05 La Scatoletta di Tonno e Mondrian

 

Questo breve video è l’unica testimonianza che rimane del profondo legame che unì la Scatoletta di Tonno a Piet Mondrian, il famoso pittore astrattista. Trasferitasi a Parigi per propagandare gli ideali socialisti e fuggire alle dubbie avances di un cuoco moscovita, il trancio di pesce legò rapidamente con l’artista olandese e andò a coabitare con lui nel suo studio di Rue de Coulmiers. Della scatoletta l’artista apprezzava l’armonia cromatica e la passione che profondeva nel trasmettere le proprie idee, mentre del pittore il pesce amava il fatto che stesse poco in casa e si cibasse prevalentemente di lenticchie. Il rapporto si interruppe bruscamente quando l’olandese, da sempre critico verso le forme tondeggianti, cercò di convincerla a passare a geometrie più squadrate, portando ad esempio una scatola di scarpe che aveva conosciuto a Montmartre.

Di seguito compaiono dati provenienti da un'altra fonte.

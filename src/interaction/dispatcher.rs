//! Routes inbound mentions to command handlers.
//!
//! The dispatcher owns an ordered list of [`Signature`]s. For every event it
//! scans the list front to back and runs the first handler whose pattern
//! matches, so more general patterns must be registered after the specific
//! ones they would otherwise swallow.

use std::{future::Future, sync::Arc};

use futures::{FutureExt, future::BoxFuture};
use regex::Regex;
use tokio::sync::mpsc;
use tracing::{debug, error, info, instrument, warn};

use crate::{
    base::{
        shutdown::ShutdownHandle,
        types::{Event, Message, Res, Void},
    },
    service::{chat::ChatClient, hvac::HvacClient},
};

use super::handlers;

/// Capacity of the channel between the chat adapter and the dispatcher.
const EVENT_BUFFER: usize = 64;

// Types.

/// A boxed command handler.
pub type Handler = Arc<dyn Fn(HandlerContext, Event, Captures) -> BoxFuture<'static, Void> + Send + Sync>;

/// Capture groups of a matched pattern. Group `0` is the whole match.
#[derive(Debug, Clone, Default, PartialEq, Eq)]
pub struct Captures(Vec<String>);

impl Captures {
    /// Returns group `index`, or `""` if the group did not participate.
    pub fn get(&self, index: usize) -> &str {
        self.0.get(index).map(String::as_str).unwrap_or_default()
    }
}

impl From<regex::Captures<'_>> for Captures {
    fn from(caps: regex::Captures<'_>) -> Self {
        Self(caps.iter().map(|m| m.map(|m| m.as_str().to_string()).unwrap_or_default()).collect())
    }
}

/// A pattern and the handler to run when it matches.
#[derive(Clone)]
pub struct Signature {
    pattern: Regex,
    handler: Handler,
}

impl std::fmt::Debug for Signature {
    fn fmt(&self, f: &mut std::fmt::Formatter<'_>) -> std::fmt::Result {
        f.debug_struct("Signature").field("pattern", &self.pattern.as_str()).finish_non_exhaustive()
    }
}

impl Signature {
    /// Compiles `pattern` and pairs it with `handler`.
    pub fn new<F, Fut>(pattern: &str, handler: F) -> Res<Self>
    where
        F: Fn(HandlerContext, Event, Captures) -> Fut + Send + Sync + 'static,
        Fut: Future<Output = Void> + Send + 'static,
    {
        let pattern = Regex::new(pattern)?;
        let handler: Handler = Arc::new(move |context, event, captures| handler(context, event, captures).boxed());

        Ok(Self { pattern, handler })
    }

    pub fn pattern(&self) -> &str {
        self.pattern.as_str()
    }

    /// Matches `text` anywhere (the pattern is not anchored).
    pub fn captures(&self, text: &str) -> Option<Captures> {
        self.pattern.captures(text).map(Captures::from)
    }
}

/// Everything a handler may touch.
#[derive(Clone)]
pub struct HandlerContext {
    pub chat: ChatClient,
    pub hvac: HvacClient,
    pub shutdown: ShutdownHandle,
    /// Whether replies are threaded under the mention.
    pub threaded: bool,
}

impl HandlerContext {
    /// Sends `text` back to the channel `event` came from.
    pub async fn reply(&self, event: &Event, text: String) -> Void {
        let message = Message::reply(event, text, self.threaded);
        self.chat.say(&message).await
    }
}

// Structs.

/// The command dispatcher.
///
/// Registration takes `&mut self` and `run` takes `&self`, so the signature
/// list cannot change once dispatching has started.
pub struct Dispatcher {
    context: HandlerContext,
    signatures: Vec<Signature>,
}

impl Dispatcher {
    /// Creates a dispatcher with the default command table.
    pub fn new(chat: ChatClient, hvac: HvacClient) -> Res<Self> {
        let mut dispatcher = Self::empty(chat, hvac);

        for signature in handlers::default_signatures()? {
            dispatcher.register(signature);
        }

        Ok(dispatcher)
    }

    /// Creates a dispatcher with no signatures.
    pub fn empty(chat: ChatClient, hvac: HvacClient) -> Self {
        Self {
            context: HandlerContext {
                chat,
                hvac,
                shutdown: ShutdownHandle::new(),
                threaded: false,
            },
            signatures: Vec::new(),
        }
    }

    /// Sets whether replies are threaded under the mention.
    pub fn with_threaded_replies(mut self, threaded: bool) -> Self {
        self.context.threaded = threaded;
        self
    }

    /// Appends `signature`; it is tried after every signature registered before it.
    pub fn register(&mut self, signature: Signature) {
        info!("Registering signature: {}", signature.pattern());
        self.signatures.push(signature);
    }

    pub fn signatures(&self) -> &[Signature] {
        &self.signatures
    }

    /// A handle that stops `run` when triggered.
    pub fn shutdown_handle(&self) -> ShutdownHandle {
        self.context.shutdown.clone()
    }

    /// Requests the run loop to stop. Idempotent.
    pub fn shutdown(&self) {
        info!("Shutdown requested.");
        self.context.shutdown.trigger();
    }

    /// Finds the first signature matching `text`, with its captures.
    pub fn find(&self, text: &str) -> Option<(&Signature, Captures)> {
        self.signatures.iter().find_map(|signature| signature.captures(text).map(|captures| (signature, captures)))
    }

    /// Starts the chat adapter and dispatches its events until shutdown.
    ///
    /// Events are handled one at a time, in arrival order. Once a shutdown has
    /// been requested no further events are dispatched, even ones already
    /// queued. The adapter closing its stream counts as a shutdown request.
    #[instrument(name = "Dispatcher::run", skip_all)]
    pub async fn run(&self) -> Void {
        info!("Launching event listener ...");

        let (tx, mut rx) = mpsc::channel(EVENT_BUFFER);
        self.context.chat.listen(tx).await?;

        let shutdown = self.context.shutdown.clone();

        info!("Awaiting events ...");

        loop {
            tokio::select! {
                biased;
                _ = shutdown.wait() => break,
                event = rx.recv() => match event {
                    Some(event) => self.dispatch(event).await,
                    None => {
                        warn!("Event stream closed.");
                        shutdown.trigger();
                        break;
                    }
                }
            }
        }

        info!("Shutting down ...");
        self.context.chat.shutdown().await;

        Ok(())
    }

    /// Runs the first matching handler for `event`.
    ///
    /// Handler errors are logged; they never stop the dispatcher.
    #[instrument(skip_all, fields(channel = %event.channel, user = %event.user))]
    pub async fn dispatch(&self, event: Event) {
        debug!("Received event: {:?}", event);

        let Some((signature, captures)) = self.find(&event.text) else {
            warn!("Ignored unhandled event: {:?}", event);
            return;
        };

        debug!("Matched signature: {}", signature.pattern());

        if let Err(err) = (signature.handler)(self.context.clone(), event, captures).await {
            error!("Error while handling: {}", err);
        }
    }
}

#[cfg(test)]
mod tests {
    use async_trait::async_trait;

    use super::*;
    use crate::service::{
        chat::GenericChatClient,
        hvac::{GenericHvacClient, status::HvacStatus},
    };

    struct NullChat;

    #[async_trait]
    impl GenericChatClient for NullChat {
        async fn listen(&self, _output: mpsc::Sender<Event>) -> Void {
            Ok(())
        }

        async fn say(&self, _message: &Message) -> Void {
            Ok(())
        }

        async fn shutdown(&self) {}
    }

    struct NullHvac;

    #[async_trait]
    impl GenericHvacClient for NullHvac {
        async fn status(&self) -> Res<HvacStatus> {
            Ok(HvacStatus::default())
        }

        async fn set(&self, _param: &str, _value: &str) -> Res<String> {
            Ok(String::new())
        }
    }

    fn dispatcher() -> Dispatcher {
        Dispatcher::new(ChatClient::new(Arc::new(NullChat)), HvacClient::new(Arc::new(NullHvac))).unwrap()
    }

    fn matched(dispatcher: &Dispatcher, text: &str) -> Option<(String, Captures)> {
        dispatcher.find(text).map(|(signature, captures)| (signature.pattern().to_string(), captures))
    }

    #[test]
    fn default_table_order() {
        let patterns = dispatcher().signatures().iter().map(|s| s.pattern().to_string()).collect::<Vec<_>>();

        assert_eq!(
            patterns,
            vec![
                handlers::SET_PATTERN,
                handlers::STATUS_PATTERN,
                handlers::HELP_PATTERN,
                handlers::PING_PATTERN,
                handlers::SHUTDOWN_PATTERN,
                handlers::DEFAULT_PATTERN,
            ]
        );
    }

    #[test]
    fn set_captures_key_and_value() {
        let (pattern, captures) = matched(&dispatcher(), "<@U123> set power on").unwrap();

        assert_eq!(pattern, handlers::SET_PATTERN);
        assert_eq!(captures.get(1), "<@U123>");
        assert_eq!(captures.get(2), "power");
        assert_eq!(captures.get(3), "on");
    }

    #[test]
    fn routes_each_command() {
        let dispatcher = dispatcher();

        assert_eq!(matched(&dispatcher, "@hvac status").unwrap().0, handlers::STATUS_PATTERN);
        assert_eq!(matched(&dispatcher, "@hvac state").unwrap().0, handlers::STATUS_PATTERN);
        assert_eq!(matched(&dispatcher, "@hvac help").unwrap().0, handlers::HELP_PATTERN);
        assert_eq!(matched(&dispatcher, "@hvac hello").unwrap().0, handlers::PING_PATTERN);
        assert_eq!(matched(&dispatcher, "@hvac shutdown").unwrap().0, handlers::SHUTDOWN_PATTERN);
        assert_eq!(matched(&dispatcher, "@hvac make it warmer").unwrap().0, handlers::DEFAULT_PATTERN);
    }

    #[test]
    fn set_wins_over_later_patterns() {
        // Also matches the status pattern, but set is registered first.
        let (pattern, captures) = matched(&dispatcher(), "@hvac set mode status").unwrap();

        assert_eq!(pattern, handlers::SET_PATTERN);
        assert_eq!(captures.get(3), "status");
    }

    #[test]
    fn commands_are_case_sensitive() {
        assert_eq!(matched(&dispatcher(), "@hvac STATUS").unwrap().0, handlers::DEFAULT_PATTERN);
    }

    #[test]
    fn bare_mention_matches_nothing() {
        assert!(matched(&dispatcher(), "@hvac").is_none());
    }

    #[test]
    fn missing_group_reads_empty() {
        let captures = Captures(vec!["all".to_string()]);

        assert_eq!(captures.get(0), "all");
        assert_eq!(captures.get(5), "");
    }
}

La scatoletta, da sempre restia ai compromessi, abbandonò l’artista e si trasferì a Berna, a casa di Albert Einstein, un vecchio amico con cui diversi anni prima aveva collaborato in un progetto segreto per il calcolo dei volumi dei contenitori per alimenti (clicca qui). I due non ebbero più occasione di incontrarsi.